By Tina Cassidy, Globe Staff, 1/13/1999

EENE, N.H. - Heidi Quigley, a communications major at American International College in Springfield, Mass., won't be returning to her duties as a New Hampshire volunteer for the George W. Bush campaign.

The 23-year-old Westfield, Mass., woman said a Bush aide asked her to appear in a question-and-answer TV advertisement, part of which compared the Texas governor's tax plan with that of GOP rival Arizona Senator John S. McCain.

Quigley told the aide she didn't have enough information to comment on the issue.

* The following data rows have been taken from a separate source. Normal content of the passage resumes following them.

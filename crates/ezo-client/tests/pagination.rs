//! Paged listing behavior against a mock API.

mod common;

use common::{TOKEN, client_for, query_pairs, requests};
use ezo_client::{EzoClient, EzoError, Listing};
use ezo_config::EzoConfig;
use pretty_assertions::assert_eq;
use serde_json::{Value, json};
use wiremock::matchers::{header, method, path, query_param};
use wiremock::{Mock, MockServer, ResponseTemplate};

async fn mount_page(server: &MockServer, page: u64, body: Value) {
    Mock::given(method("GET"))
        .and(path("/checklists.api"))
        .and(query_param("page", page.to_string()))
        .respond_with(ResponseTemplate::new(200).set_body_json(body))
        .expect(1)
        .mount(server)
        .await;
}

#[tokio::test]
async fn concatenates_pages_in_server_order() {
    let server = MockServer::start().await;
    mount_page(&server, 1, json!({"checklists": [{"id": 1}, {"id": 2}], "total_pages": 3})).await;
    mount_page(&server, 2, json!({"checklists": [{"id": 3}], "total_pages": 3})).await;
    mount_page(&server, 3, json!({"checklists": [{"id": 4}, {"id": 5}], "total_pages": 3})).await;

    let checklists = client_for(&server).get_checklists().await.unwrap();

    let ids: Vec<u64> = checklists.iter().map(|c| c["id"].as_u64().unwrap()).collect();
    assert_eq!(ids, vec![1, 2, 3, 4, 5]);

    let pages: Vec<String> = requests(&server)
        .await
        .iter()
        .flat_map(query_pairs)
        .filter(|(k, _)| k == "page")
        .map(|(_, v)| v)
        .collect();
    assert_eq!(pages, vec!["1", "2", "3"]);
}

#[tokio::test]
async fn single_page_issues_exactly_one_request() {
    let server = MockServer::start().await;
    mount_page(&server, 1, json!({"checklists": [{"id": 1}], "total_pages": 1})).await;

    let checklists = client_for(&server).get_checklists().await.unwrap();

    assert_eq!(checklists.len(), 1);
    assert_eq!(requests(&server).await.len(), 1);
}

#[tokio::test]
async fn float_total_pages_still_walks_every_page() {
    let server = MockServer::start().await;
    mount_page(&server, 1, json!({"checklists": [{"id": 1}], "total_pages": 2.0})).await;
    mount_page(&server, 2, json!({"checklists": [{"id": 2}], "total_pages": 2.0})).await;

    let checklists = client_for(&server).get_checklists().await.unwrap();

    assert_eq!(checklists, vec![json!({"id": 1}), json!({"id": 2})]);
}

#[tokio::test]
async fn missing_total_pages_is_treated_as_last_page() {
    let server = MockServer::start().await;
    mount_page(&server, 1, json!({"checklists": [{"id": 1}, {"id": 2}]})).await;

    let checklists = client_for(&server).get_checklists().await.unwrap();

    assert_eq!(checklists.len(), 2);
    assert_eq!(requests(&server).await.len(), 1);
}

#[tokio::test]
async fn zero_pages_yields_empty_result() {
    let server = MockServer::start().await;
    mount_page(&server, 1, json!({"checklists": [], "total_pages": 0})).await;

    let checklists = client_for(&server).get_checklists().await.unwrap();

    assert!(checklists.is_empty());
}

#[tokio::test]
async fn missing_field_fails_without_reading_further_pages() {
    let server = MockServer::start().await;
    mount_page(&server, 1, json!({"error": "nope", "total_pages": 2})).await;
    Mock::given(method("GET"))
        .and(path("/checklists.api"))
        .and(query_param("page", "2"))
        .respond_with(ResponseTemplate::new(200).set_body_json(json!({"checklists": []})))
        .expect(0)
        .mount(&server)
        .await;

    let err = client_for(&server).get_checklists().await.unwrap_err();

    assert!(matches!(err, EzoError::Protocol { field: "checklists", .. }));
    assert_eq!(requests(&server).await.len(), 1);
}

#[tokio::test]
async fn non_success_page_keeps_earlier_records() {
    let server = MockServer::start().await;
    mount_page(&server, 1, json!({"checklists": [{"id": 1}, {"id": 2}], "total_pages": 3})).await;
    Mock::given(method("GET"))
        .and(path("/checklists.api"))
        .and(query_param("page", "2"))
        .respond_with(ResponseTemplate::new(503).set_body_string("maintenance"))
        .expect(1)
        .mount(&server)
        .await;

    let err = client_for(&server).get_checklists().await.unwrap_err();

    assert_eq!(err.status(), Some(503));
    assert_eq!(err.partial(), Some(&json!([{"id": 1}, {"id": 2}])));
    match err {
        EzoError::Status { body, operation, .. } => {
            assert_eq!(body, "maintenance");
            assert_eq!(operation, "get checklists");
        }
        other => panic!("expected status error, got {other:?}"),
    }
}

#[tokio::test]
async fn wrong_field_shape_is_a_protocol_error() {
    let server = MockServer::start().await;
    mount_page(&server, 1, json!({"checklists": "none", "total_pages": 1})).await;

    let err = client_for(&server).get_checklists().await.unwrap_err();

    assert!(matches!(err, EzoError::Protocol { .. }));
}

#[tokio::test]
async fn non_json_body_is_a_decode_error() {
    let server = MockServer::start().await;
    Mock::given(method("GET"))
        .and(path("/checklists.api"))
        .respond_with(ResponseTemplate::new(200).set_body_string("<html>login</html>"))
        .mount(&server)
        .await;

    let err = client_for(&server).get_checklists().await.unwrap_err();

    assert!(matches!(err, EzoError::Decode { .. }));
}

#[tokio::test]
async fn every_page_carries_the_bearer_token() {
    let server = MockServer::start().await;
    Mock::given(method("GET"))
        .and(path("/checklists.api"))
        .and(header("Authorization", format!("Bearer {TOKEN}").as_str()))
        .and(query_param("page", "1"))
        .respond_with(
            ResponseTemplate::new(200).set_body_json(json!({"checklists": [1], "total_pages": 2})),
        )
        .expect(1)
        .mount(&server)
        .await;
    Mock::given(method("GET"))
        .and(path("/checklists.api"))
        .and(header("Authorization", format!("Bearer {TOKEN}").as_str()))
        .and(query_param("page", "2"))
        .respond_with(
            ResponseTemplate::new(200).set_body_json(json!({"checklists": [2], "total_pages": 2})),
        )
        .expect(1)
        .mount(&server)
        .await;

    let checklists = client_for(&server).get_checklists().await.unwrap();

    assert_eq!(checklists, vec![json!(1), json!(2)]);
}

#[tokio::test]
async fn generic_listing_pages_any_endpoint() {
    let server = MockServer::start().await;
    Mock::given(method("GET"))
        .and(path("/members.api"))
        .and(query_param("filter", "active"))
        .and(query_param("page", "1"))
        .respond_with(
            ResponseTemplate::new(200).set_body_json(json!({"members": [{"id": 8}], "total_pages": 1})),
        )
        .expect(1)
        .mount(&server)
        .await;

    let listing = Listing::new("get members", "members.api", "members").param("filter", "active");
    let members: Vec<Value> = client_for(&server).fetch_all(&listing).await.unwrap();

    assert_eq!(members, vec![json!({"id": 8})]);
}

#[tokio::test]
async fn connection_failure_is_a_transport_error() {
    // Port 9 (discard) is closed on test machines; the connect fails fast.
    let client = EzoClient::new(EzoConfig::new("http://127.0.0.1:9", TOKEN)).unwrap();

    let err = client.get_checklists().await.unwrap_err();

    assert!(matches!(err, EzoError::Transport { operation: "get checklists", .. }));
    assert!(err.partial().is_none());
}
//! Paged listing fetcher.
//!
//! Listing endpoints return one page of records under a named field plus a
//! `total_pages` count. [`EzoClient::fetch_all`] walks pages 1..=N in order,
//! one request at a time, and stops on the first of:
//!
//! - page counter reaching `total_pages` (success);
//! - `total_pages` missing from the body (treated as the last page);
//! - the named field missing (fatal, [`EzoError::Protocol`]);
//! - a non-success status ([`EzoError::Status`] carrying earlier pages);
//! - a transport failure ([`EzoError::Transport`], nothing returned).

use reqwest::Method;
use serde_json::{Map, Value};

use crate::client::EzoClient;
use crate::error::EzoError;
use crate::http::{check_response, read_json};

/// Description of one paged listing request.
#[derive(Debug, Clone, PartialEq, Eq)]
pub struct Listing {
    operation: &'static str,
    path: String,
    field: &'static str,
    params: Vec<(String, String)>,
}

impl Listing {
    /// `operation` names the call in errors and logs, `field` is the
    /// top-level response key holding the records.
    pub fn new(operation: &'static str, path: impl Into<String>, field: &'static str) -> Self {
        Self {
            operation,
            path: path.into(),
            field,
            params: Vec::new(),
        }
    }

    /// Add a query parameter sent with every page. A caller-supplied `page`
    /// is ignored; the fetcher owns the page counter.
    #[must_use]
    pub fn param(mut self, name: impl Into<String>, value: impl Into<String>) -> Self {
        let name = name.into();
        if name != "page" {
            self.params.push((name, value.into()));
        }
        self
    }

    #[must_use]
    pub fn params<I, K, V>(self, params: I) -> Self
    where
        I: IntoIterator<Item = (K, V)>,
        K: Into<String>,
        V: Into<String>,
    {
        params
            .into_iter()
            .fold(self, |listing, (k, v)| listing.param(k, v))
    }

    pub const fn operation(&self) -> &'static str {
        self.operation
    }

    pub fn path(&self) -> &str {
        &self.path
    }

    pub const fn field(&self) -> &'static str {
        self.field
    }

    pub fn query(&self) -> &[(String, String)] {
        &self.params
    }
}

/// Accumulates the named field across pages.
pub trait PageCollector: Default {
    /// Fold one page's field into the accumulator. Hands the value back if
    /// it has the wrong shape.
    ///
    /// # Errors
    ///
    /// Returns the rejected value when it cannot be merged.
    fn absorb(&mut self, items: Value) -> Result<(), Value>;

    /// Number of records collected so far.
    fn count(&self) -> usize;

    fn into_value(self) -> Value;
}

/// Array listings: pages are concatenated in server order.
impl PageCollector for Vec<Value> {
    fn absorb(&mut self, items: Value) -> Result<(), Value> {
        match items {
            Value::Array(items) => {
                self.extend(items);
                Ok(())
            }
            Value::Null => Ok(()),
            other => Err(other),
        }
    }

    fn count(&self) -> usize {
        self.len()
    }

    fn into_value(self) -> Value {
        Value::Array(self)
    }
}

/// Keyed listings (work orders come back as an object keyed by id): later
/// pages overwrite equal keys.
impl PageCollector for Map<String, Value> {
    fn absorb(&mut self, items: Value) -> Result<(), Value> {
        match items {
            Value::Object(items) => {
                self.extend(items);
                Ok(())
            }
            Value::Array(ref empty) if empty.is_empty() => Ok(()),
            Value::Null => Ok(()),
            other => Err(other),
        }
    }

    fn count(&self) -> usize {
        self.len()
    }

    fn into_value(self) -> Value {
        Value::Object(self)
    }
}

fn total_pages(body: &Value) -> Option<u64> {
    let total = body.get("total_pages")?;
    total
        .as_u64()
        .or_else(|| total.as_f64().and_then(integral))
        .or_else(|| total.as_str().and_then(|s| s.trim().parse().ok()))
}

#[allow(
    clippy::cast_possible_truncation,
    clippy::cast_sign_loss,
    clippy::cast_precision_loss
)]
fn integral(value: f64) -> Option<u64> {
    (value.fract() == 0.0 && value >= 0.0 && value <= u64::MAX as f64).then(|| value as u64)
}

impl EzoClient {
    /// Fetch every page of a listing and collect its field.
    ///
    /// # Errors
    ///
    /// - [`EzoError::Transport`] if a request fails to complete.
    /// - [`EzoError::Status`] on a non-success page, with earlier pages
    ///   available through [`EzoError::partial`].
    /// - [`EzoError::Protocol`] if a page lacks the named field or it has the
    ///   wrong shape.
    /// - [`EzoError::Decode`] if a page body is not JSON.
    pub async fn fetch_all<C: PageCollector>(&self, listing: &Listing) -> Result<C, EzoError> {
        let operation = listing.operation;
        let mut collected = C::default();
        let mut page: u64 = 1;

        loop {
            tracing::debug!(operation, page, "fetching page");
            let resp = self
                .request(Method::GET, &listing.path)
                .query(&[("page", page)])
                .query(&listing.params)
                .send()
                .await
                .map_err(|source| EzoError::transport(operation, source))?;

            let resp = match check_response(resp, operation).await {
                Ok(resp) => resp,
                Err(err) => {
                    tracing::warn!(
                        operation,
                        page,
                        collected = collected.count(),
                        "listing stopped on non-success status"
                    );
                    return Err(err.with_partial(collected.into_value()));
                }
            };

            let mut body = read_json(resp, operation).await?;
            let Some(items) = body.get_mut(listing.field).map(Value::take) else {
                return Err(EzoError::Protocol {
                    operation,
                    field: listing.field,
                    body: body.to_string(),
                });
            };
            if let Err(items) = collected.absorb(items) {
                return Err(EzoError::Protocol {
                    operation,
                    field: listing.field,
                    body: items.to_string(),
                });
            }

            match total_pages(&body) {
                None => {
                    tracing::warn!(operation, page, "response has no total_pages; treating as last page");
                    break;
                }
                Some(total) if page >= total => break,
                Some(_) => page += 1,
            }
        }

        tracing::debug!(operation, pages = page, records = collected.count(), "listing complete");
        Ok(collected)
    }
}
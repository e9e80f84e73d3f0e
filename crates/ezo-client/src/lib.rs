//! # ezo-client
//!
//! Typed HTTP client for the EZOfficeInventory REST API.
//!
//! Every operation maps one endpoint to a typed request and a JSON response.
//! Records themselves stay loosely typed ([`serde_json::Value`]) because their
//! shape, custom attributes included, is owned by the remote account.
//!
//! - Listings page through `total_pages` via [`EzoClient::fetch_all`].
//! - Mutations take a typed payload ([`FormPayload`]) whose rendered fields
//!   are allow-listed against the operation's [`FormSchema`] before sending.
//! - Every failure is an [`EzoError`]. A listing that hits a non-success
//!   status still hands back the pages it already read via
//!   [`EzoError::partial`].
//!
//! ```no_run
//! # async fn demo() -> Result<(), ezo_client::EzoError> {
//! use ezo_client::{EzoClient, LocationFilter, LocationStatus};
//! use ezo_config::EzoConfig;
//!
//! let client = EzoClient::new(EzoConfig::new("https://acme.ezofficeinventory.com/", "token"))?;
//! let active = client
//!     .get_locations(Some(&LocationFilter::new(LocationStatus::Active)))
//!     .await?;
//! println!("{} active locations", active.len());
//! # Ok(())
//! # }
//! ```

pub mod assets;
pub mod form;
pub mod locations;
pub mod paginate;
pub mod work_orders;

mod client;
mod error;
mod http;

pub use assets::{AssetCheckin, AssetCheckout, AssetFilter, AssetUpdate, CheckoutOutcome, NewAsset};
pub use client::EzoClient;
pub use error::EzoError;
pub use form::{FieldRule, FormFields, FormPayload, FormSchema};
pub use locations::{LocationFilter, LocationStatus, LocationUpdate, NewLocation};
pub use paginate::{Listing, PageCollector};
pub use work_orders::{LinkedInventory, LinkedInventoryItem, NewWorkOrder, WorkLog, WorkOrderFilter};
//! Configuration error types.

use thiserror::Error;

#[derive(Debug, Error)]
pub enum ConfigError {
    /// Figment extraction or merge error.
    #[error("Configuration error: {0}")]
    Figment(#[from] figment::Error),

    /// A required configuration field is empty.
    #[error("Configuration field '{field}' is not configured (set EZO_{env} or add it to config.toml)")]
    NotConfigured { field: String, env: String },

    /// A configuration field has an invalid value.
    #[error("Invalid configuration value for '{field}': {reason}")]
    InvalidValue { field: String, reason: String },
}
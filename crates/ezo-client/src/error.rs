//! Client error types.

use serde_json::Value;
use thiserror::Error;

/// Errors that can occur when talking to the EZOfficeInventory API.
#[derive(Debug, Error)]
pub enum EzoError {
    /// Caller input was rejected before any request was sent.
    #[error("invalid input for '{field}': {reason}")]
    Precondition {
        /// Name of the offending field or parameter.
        field: String,
        /// What was wrong with it.
        reason: String,
    },

    /// Connection, timeout, or other transport failure.
    #[error("could not {operation}: {source}")]
    Transport {
        /// Human-readable operation, e.g. `get assets`.
        operation: &'static str,
        #[source]
        source: reqwest::Error,
    },

    /// The API returned a non-success status code.
    #[error("could not {operation}: HTTP {status}: {body}")]
    Status {
        operation: &'static str,
        /// HTTP status code returned by the API.
        status: u16,
        /// Raw response body.
        body: String,
        /// Parsed `Retry-After` header on 429 responses.
        retry_after_secs: Option<u64>,
        /// Records accumulated from earlier pages of a listing, or
        /// `Value::Null` for single-request operations.
        partial: Value,
    },

    /// A success response was missing an expected field or had the wrong shape.
    #[error("could not {operation}: response field '{field}' is missing or malformed")]
    Protocol {
        operation: &'static str,
        field: &'static str,
        /// Response body, for diagnostics.
        body: String,
    },

    /// The response body was not valid JSON.
    #[error("could not {operation}: invalid JSON response: {reason}")]
    Decode {
        operation: &'static str,
        reason: String,
    },

    /// The client configuration is incomplete or invalid.
    #[error(transparent)]
    Config(#[from] ezo_config::ConfigError),

    /// The underlying HTTP client could not be constructed.
    #[error("failed to build HTTP client: {0}")]
    Build(#[source] reqwest::Error),
}

impl EzoError {
    pub(crate) fn missing(field: impl Into<String>) -> Self {
        Self::Precondition {
            field: field.into(),
            reason: "is required".into(),
        }
    }

    pub(crate) fn invalid(field: impl Into<String>, reason: impl Into<String>) -> Self {
        Self::Precondition {
            field: field.into(),
            reason: reason.into(),
        }
    }

    pub(crate) const fn transport(operation: &'static str, source: reqwest::Error) -> Self {
        Self::Transport { operation, source }
    }

    /// Attach records gathered before a non-success page to a status error.
    pub(crate) fn with_partial(self, collected: Value) -> Self {
        match self {
            Self::Status {
                operation,
                status,
                body,
                retry_after_secs,
                ..
            } => Self::Status {
                operation,
                status,
                body,
                retry_after_secs,
                partial: collected,
            },
            other => other,
        }
    }

    /// Records collected before a listing hit a non-success status.
    ///
    /// Returns `None` for every other error kind, and for status errors from
    /// single-request operations.
    pub fn partial(&self) -> Option<&Value> {
        match self {
            Self::Status { partial, .. } if !partial.is_null() => Some(partial),
            _ => None,
        }
    }

    /// HTTP status code, if the API answered with a non-success status.
    pub const fn status(&self) -> Option<u16> {
        match self {
            Self::Status { status, .. } => Some(*status),
            _ => None,
        }
    }

    /// Whether the error was raised before any request reached the network.
    pub const fn is_precondition(&self) -> bool {
        matches!(self, Self::Precondition { .. } | Self::Config(_))
    }
}

#[cfg(test)]
mod tests {
    use super::*;
    use serde_json::json;

    fn status_error() -> EzoError {
        EzoError::Status {
            operation: "get assets",
            status: 500,
            body: "boom".into(),
            retry_after_secs: None,
            partial: Value::Null,
        }
    }

    #[test]
    fn with_partial_attaches_collected_records() {
        let err = status_error().with_partial(json!([{"id": 1}]));
        assert_eq!(err.partial(), Some(&json!([{"id": 1}])));
        assert_eq!(err.status(), Some(500));
    }

    #[test]
    fn single_request_status_error_has_no_partial() {
        assert!(status_error().partial().is_none());
    }

    #[test]
    fn with_partial_leaves_other_errors_alone() {
        let err = EzoError::missing("fixed_asset[name]").with_partial(json!([1]));
        assert!(err.partial().is_none());
        assert!(err.is_precondition());
    }

    #[test]
    fn display_names_the_operation() {
        let message = status_error().to_string();
        assert_eq!(message, "could not get assets: HTTP 500: boom");
    }
}
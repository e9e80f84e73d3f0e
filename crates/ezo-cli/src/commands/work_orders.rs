use ezo_client::{EzoClient, LinkedInventory, NewWorkOrder, WorkLog};

use crate::cli::GlobalFlags;
use crate::cli::subcommands::WorkOrderCommands;
use crate::commands::{emit_listing, read_payload};
use crate::output::output;

/// Handle `ezo work-orders`.
pub async fn handle(
    action: &WorkOrderCommands,
    client: &EzoClient,
    flags: &GlobalFlags,
) -> anyhow::Result<()> {
    match action {
        WorkOrderCommands::List { filter } => {
            emit_listing(client.get_work_orders(*filter).await, flags)
        }
        WorkOrderCommands::Show { id } => {
            output(&client.get_work_order_details(*id).await?, flags.format)
        }
        WorkOrderCommands::Types => emit_listing(client.get_work_order_types().await, flags),
        WorkOrderCommands::Checklists => emit_listing(client.get_checklists().await, flags),
        WorkOrderCommands::Create { file } => {
            let work_order: NewWorkOrder = read_payload(file)?;
            output(&client.create_work_order(&work_order).await?, flags.format)
        }
        WorkOrderCommands::Start { id } => {
            output(&client.start_work_order(*id).await?, flags.format)
        }
        WorkOrderCommands::End { id } => output(&client.end_work_order(*id).await?, flags.format),
        WorkOrderCommands::Log {
            id,
            hours,
            user,
            description,
        } => {
            let log = WorkLog {
                description: description.clone(),
                ..WorkLog::new(*hours, *user)
            };
            output(&client.add_work_log(*id, &log).await?, flags.format)
        }
        WorkOrderCommands::Link { id, file } => {
            let linked: LinkedInventory = read_payload(file)?;
            output(&client.add_linked_inventory(*id, &linked).await?, flags.format)
        }
    }
}
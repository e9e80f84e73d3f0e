use ezo_client::{EzoClient, LocationFilter, LocationUpdate, NewLocation};

use crate::cli::GlobalFlags;
use crate::cli::subcommands::LocationCommands;
use crate::commands::{emit_listing, read_payload};
use crate::output::output;

/// Handle `ezo locations`.
pub async fn handle(
    action: &LocationCommands,
    client: &EzoClient,
    flags: &GlobalFlags,
) -> anyhow::Result<()> {
    match action {
        LocationCommands::List { status } => {
            let filter = status.map(LocationFilter::new);
            emit_listing(client.get_locations(filter.as_ref()).await, flags)
        }
        LocationCommands::Show { id } => {
            output(&client.get_location_details(*id).await?, flags.format)
        }
        LocationCommands::Quantities { id } => output(
            &client.get_location_item_quantities(*id).await?,
            flags.format,
        ),
        LocationCommands::Create { file } => {
            let location: NewLocation = read_payload(file)?;
            output(&client.create_location(&location).await?, flags.format)
        }
        LocationCommands::Update { id, file } => {
            let update: LocationUpdate = read_payload(file)?;
            output(&client.update_location(*id, &update).await?, flags.format)
        }
        LocationCommands::Activate { id } => {
            output(&client.activate_location(*id).await?, flags.format)
        }
        LocationCommands::Deactivate { id } => {
            output(&client.deactivate_location(*id).await?, flags.format)
        }
    }
}
use anyhow::Context;
use clap::Parser;

use ezo_client::EzoClient;
use ezo_config::EzoConfig;

mod cli;
mod commands;
mod output;

#[tokio::main]
async fn main() {
    if let Err(error) = run().await {
        eprintln!("ezo error: {error:#}");
        std::process::exit(1);
    }
}

async fn run() -> anyhow::Result<()> {
    let cli = cli::Cli::parse();
    init_tracing(cli.quiet, cli.verbose)?;

    let flags = cli.global_flags();
    let config = EzoConfig::load_with_dotenv().context("failed to load ezo configuration")?;
    tracing::debug!(?config, "configuration loaded");
    let client = EzoClient::new(config).context("failed to initialize ezo client")?;

    commands::dispatch(cli.command, &client, &flags).await
}

fn init_tracing(quiet: bool, verbose: bool) -> anyhow::Result<()> {
    let level = if quiet {
        "error"
    } else if verbose {
        "debug"
    } else {
        "warn"
    };

    let filter = tracing_subscriber::EnvFilter::try_from_env("EZO_LOG")
        .unwrap_or_else(|_| tracing_subscriber::EnvFilter::new(level));

    tracing_subscriber::fmt()
        .with_env_filter(filter)
        .with_writer(std::io::stderr)
        .try_init()
        .map_err(|error| anyhow::anyhow!("failed to initialize tracing subscriber: {error}"))?;

    Ok(())
}
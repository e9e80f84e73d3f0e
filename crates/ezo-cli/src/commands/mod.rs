use std::path::Path;

use anyhow::Context;
use serde::Serialize;
use serde::de::DeserializeOwned;

use ezo_client::{EzoClient, EzoError};

use crate::cli::{Commands, GlobalFlags};
use crate::output::output;

pub mod assets;
pub mod locations;
pub mod work_orders;

/// Dispatch a parsed command to the corresponding handler module.
pub async fn dispatch(
    command: Commands,
    client: &EzoClient,
    flags: &GlobalFlags,
) -> anyhow::Result<()> {
    match command {
        Commands::Assets { action } => assets::handle(&action, client, flags).await,
        Commands::Locations { action } => locations::handle(&action, client, flags).await,
        Commands::WorkOrders { action } => work_orders::handle(&action, client, flags).await,
    }
}

/// Read a JSON payload file into a typed request body.
pub fn read_payload<T: DeserializeOwned>(path: &Path) -> anyhow::Result<T> {
    let raw = std::fs::read_to_string(path)
        .with_context(|| format!("failed to read payload file {}", path.display()))?;
    serde_json::from_str(&raw)
        .with_context(|| format!("failed to parse payload file {}", path.display()))
}

/// Print a listing result. With `--allow-partial`, a listing that stopped on
/// a non-success status prints the records it read before failing.
pub fn emit_listing<T: Serialize>(
    result: Result<T, EzoError>,
    flags: &GlobalFlags,
) -> anyhow::Result<()> {
    match result {
        Ok(records) => output(&records, flags.format),
        Err(error) if flags.allow_partial && error.partial().is_some() => {
            tracing::warn!(%error, "printing partial listing");
            output(&error.partial(), flags.format)
        }
        Err(error) => Err(error.into()),
    }
}

#[cfg(test)]
mod tests {
    use std::io::Write;

    use pretty_assertions::assert_eq;
    use serde_json::Value;

    use super::read_payload;
    use ezo_client::NewLocation;

    #[test]
    fn reads_typed_payload_from_file() {
        let mut file = tempfile::NamedTempFile::new().expect("temp file");
        write!(file, r#"{{"name": "Dock 4", "city": "Leeds", "parent_id": 2}}"#).expect("write");

        let location: NewLocation = read_payload(file.path()).expect("payload should parse");

        assert_eq!(location.name, "Dock 4");
        assert_eq!(location.city.as_deref(), Some("Leeds"));
        assert_eq!(location.parent_id, Some(2));
    }

    #[test]
    fn malformed_payload_names_the_file() {
        let mut file = tempfile::NamedTempFile::new().expect("temp file");
        write!(file, "not json").expect("write");

        let error = read_payload::<Value>(file.path()).expect_err("should fail");

        assert!(error.to_string().contains("failed to parse payload file"));
    }

    #[test]
    fn missing_payload_file_is_an_error() {
        let dir = tempfile::tempdir().expect("temp dir");
        let error = read_payload::<Value>(&dir.path().join("absent.json")).expect_err("should fail");
        assert!(error.to_string().contains("failed to read payload file"));
    }
}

But the campaign, filming the commercial last weekend, said they would feed her the lines when the cameras rolled, encouraging her to say that McCain's plan would keep taxpayers' money in Washington while Bush's proposal would return it to people's pockets.

''I got nervous,'' Quigley said over the phone yesterday. ''I had to keep repeating it. I felt very flustered.''

Then the ad interviewer asked her what she thought of Steve Forbes's negative ad toward Bush. Again, Quigley said she didn't know enough about it. But she claims they fed her this line: ''Four years ago Steve Forbes hurt the Republican party by running negative ads, and he's doing it again.''

Quigley tried to repeat the line but stumbled again. She said she left the shoot feeling ''hypocritical.''

''I felt the comment on McCain was negative and they tried to overshadow it by saying they're against negative ads,'' said Quigley, who is lying low and screening calls after news of her second thoughts broke.

Quigley said she likes McCain and was considering voting for him, though she planned to stay with the Bush camp because she was committed to the job. The flap, now being exploited by the rival campaign, ''just opened my eyes to what goes on.''

Due to graduate in May, Quigley said she would like a career in public relations, and perhaps only half-jokingly added, ''although I'm wondering now if sports PR would be better.''

Bush, who shook McCain's hand at Monday's debate in Michigan and pledged there would be no negative campaigning, said the advertisement will not run, and repeated his vow not to run such commercials.

Dan Schnur, communications director for McCain, said that ''taping a negative ad but promising not to run it is the high-tech equivalent of smoking marijuana without inhaling it.''

Anne E. Kornblut and Charles Radin of the Globe Staff contributed to this report.